» Work to complete
From the data below, repeat exactly the lines from the line with "implementation: sequential embedding" to the line with "impl<T: Embedder +", both included.

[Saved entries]

========================================

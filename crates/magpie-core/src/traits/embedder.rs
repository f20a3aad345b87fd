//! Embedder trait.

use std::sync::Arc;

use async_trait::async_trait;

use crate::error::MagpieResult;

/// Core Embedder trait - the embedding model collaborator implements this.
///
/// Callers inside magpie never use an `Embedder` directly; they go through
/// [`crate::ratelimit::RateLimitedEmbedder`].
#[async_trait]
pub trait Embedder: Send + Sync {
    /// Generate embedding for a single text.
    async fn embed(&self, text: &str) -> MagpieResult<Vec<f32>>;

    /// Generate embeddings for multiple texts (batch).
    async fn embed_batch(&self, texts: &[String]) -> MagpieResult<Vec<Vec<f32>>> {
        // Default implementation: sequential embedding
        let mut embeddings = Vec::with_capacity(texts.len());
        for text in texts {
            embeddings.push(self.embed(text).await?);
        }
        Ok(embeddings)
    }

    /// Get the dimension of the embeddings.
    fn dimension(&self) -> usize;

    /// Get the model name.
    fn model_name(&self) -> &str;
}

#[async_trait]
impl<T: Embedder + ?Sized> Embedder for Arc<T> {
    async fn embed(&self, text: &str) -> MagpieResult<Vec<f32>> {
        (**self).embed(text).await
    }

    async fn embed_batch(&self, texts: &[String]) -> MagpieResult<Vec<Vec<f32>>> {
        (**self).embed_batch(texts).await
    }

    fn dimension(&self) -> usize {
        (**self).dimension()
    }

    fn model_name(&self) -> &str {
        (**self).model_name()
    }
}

========================================

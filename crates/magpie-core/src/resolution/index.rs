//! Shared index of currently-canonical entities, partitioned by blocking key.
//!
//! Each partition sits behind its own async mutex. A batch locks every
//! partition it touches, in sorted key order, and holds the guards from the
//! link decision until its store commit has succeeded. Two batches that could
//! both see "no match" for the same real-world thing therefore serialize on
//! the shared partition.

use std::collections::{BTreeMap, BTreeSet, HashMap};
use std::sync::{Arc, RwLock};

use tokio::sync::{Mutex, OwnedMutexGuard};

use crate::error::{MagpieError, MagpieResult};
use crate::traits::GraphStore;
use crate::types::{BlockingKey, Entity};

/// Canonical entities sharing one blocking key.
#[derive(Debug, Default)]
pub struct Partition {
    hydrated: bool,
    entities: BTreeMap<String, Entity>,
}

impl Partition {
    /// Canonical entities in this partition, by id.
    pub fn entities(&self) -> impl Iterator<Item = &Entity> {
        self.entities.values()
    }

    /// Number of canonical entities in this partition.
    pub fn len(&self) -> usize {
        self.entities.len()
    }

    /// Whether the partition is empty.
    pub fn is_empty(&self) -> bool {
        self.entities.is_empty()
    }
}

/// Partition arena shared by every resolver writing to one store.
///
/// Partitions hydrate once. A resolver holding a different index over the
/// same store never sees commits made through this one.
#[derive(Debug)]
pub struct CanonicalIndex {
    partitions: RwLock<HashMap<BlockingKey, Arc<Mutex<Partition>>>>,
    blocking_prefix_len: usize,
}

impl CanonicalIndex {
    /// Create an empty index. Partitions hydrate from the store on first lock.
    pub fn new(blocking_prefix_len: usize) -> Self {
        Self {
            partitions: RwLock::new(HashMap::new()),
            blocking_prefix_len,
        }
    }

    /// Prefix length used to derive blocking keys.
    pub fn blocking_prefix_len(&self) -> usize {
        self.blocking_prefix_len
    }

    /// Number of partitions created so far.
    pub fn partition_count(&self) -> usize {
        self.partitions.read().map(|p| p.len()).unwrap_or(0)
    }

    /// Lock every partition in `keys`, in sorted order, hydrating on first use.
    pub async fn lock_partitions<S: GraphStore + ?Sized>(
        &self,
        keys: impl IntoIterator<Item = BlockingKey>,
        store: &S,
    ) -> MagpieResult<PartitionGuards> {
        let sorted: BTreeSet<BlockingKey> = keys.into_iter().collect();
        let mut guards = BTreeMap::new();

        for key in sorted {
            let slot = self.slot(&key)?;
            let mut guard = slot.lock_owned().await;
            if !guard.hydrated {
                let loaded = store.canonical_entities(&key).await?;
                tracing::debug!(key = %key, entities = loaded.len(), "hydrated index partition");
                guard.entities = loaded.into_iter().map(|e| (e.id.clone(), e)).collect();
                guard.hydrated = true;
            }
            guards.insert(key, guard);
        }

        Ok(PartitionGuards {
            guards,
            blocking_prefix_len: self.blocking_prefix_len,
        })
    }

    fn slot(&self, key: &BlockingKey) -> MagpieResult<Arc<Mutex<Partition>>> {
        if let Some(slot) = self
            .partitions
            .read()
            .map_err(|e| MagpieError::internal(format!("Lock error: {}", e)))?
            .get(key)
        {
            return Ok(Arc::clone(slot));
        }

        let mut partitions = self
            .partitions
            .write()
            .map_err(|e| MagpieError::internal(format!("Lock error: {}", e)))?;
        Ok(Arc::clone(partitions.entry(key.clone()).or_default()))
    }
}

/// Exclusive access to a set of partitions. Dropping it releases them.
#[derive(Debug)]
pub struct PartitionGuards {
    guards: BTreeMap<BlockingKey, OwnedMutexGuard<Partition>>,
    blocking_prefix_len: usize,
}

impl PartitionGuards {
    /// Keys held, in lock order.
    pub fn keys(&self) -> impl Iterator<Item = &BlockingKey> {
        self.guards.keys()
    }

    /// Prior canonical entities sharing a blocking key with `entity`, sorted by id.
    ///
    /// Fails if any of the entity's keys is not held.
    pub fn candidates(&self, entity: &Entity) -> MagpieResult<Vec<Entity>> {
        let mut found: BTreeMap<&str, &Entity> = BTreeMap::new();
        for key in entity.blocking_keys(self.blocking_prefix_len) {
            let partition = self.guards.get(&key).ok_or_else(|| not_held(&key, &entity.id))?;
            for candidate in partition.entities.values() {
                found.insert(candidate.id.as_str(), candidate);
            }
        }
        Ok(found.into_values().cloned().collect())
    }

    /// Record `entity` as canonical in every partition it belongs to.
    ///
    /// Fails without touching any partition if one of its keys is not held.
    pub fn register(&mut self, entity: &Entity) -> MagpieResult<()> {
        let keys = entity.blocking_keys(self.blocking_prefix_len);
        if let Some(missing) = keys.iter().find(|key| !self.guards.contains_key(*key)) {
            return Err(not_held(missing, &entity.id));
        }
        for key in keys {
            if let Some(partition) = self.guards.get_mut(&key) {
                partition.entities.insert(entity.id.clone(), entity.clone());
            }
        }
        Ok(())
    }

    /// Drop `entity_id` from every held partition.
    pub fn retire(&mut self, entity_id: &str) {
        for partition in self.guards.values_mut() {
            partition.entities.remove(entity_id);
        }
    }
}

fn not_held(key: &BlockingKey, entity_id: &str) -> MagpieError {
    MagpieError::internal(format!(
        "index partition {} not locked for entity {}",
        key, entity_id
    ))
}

========================================

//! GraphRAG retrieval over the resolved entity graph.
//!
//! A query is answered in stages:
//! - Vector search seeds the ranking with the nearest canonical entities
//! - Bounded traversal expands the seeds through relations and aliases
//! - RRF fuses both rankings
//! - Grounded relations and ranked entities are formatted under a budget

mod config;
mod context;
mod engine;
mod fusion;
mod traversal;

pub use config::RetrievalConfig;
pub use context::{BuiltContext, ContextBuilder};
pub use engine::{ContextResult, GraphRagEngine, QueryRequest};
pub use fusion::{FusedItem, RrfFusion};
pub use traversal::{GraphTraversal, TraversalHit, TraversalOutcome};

========================================

» Response area
        // Default implementation: sequential embedding
        let mut embeddings = Vec::with_capacity(texts.len());
        for text in texts {
            embeddings.push(self.embed(text).await?);
        }
        Ok(embeddings)
    }

    /// Get the dimension of the embeddings.
    fn dimension(&self) -> usize;

    /// Get the model name.
    fn model_name(&self) -> &str;
}

#[async_trait]
impl<T: Embedder + ?Sized> Embedder for Arc<T> {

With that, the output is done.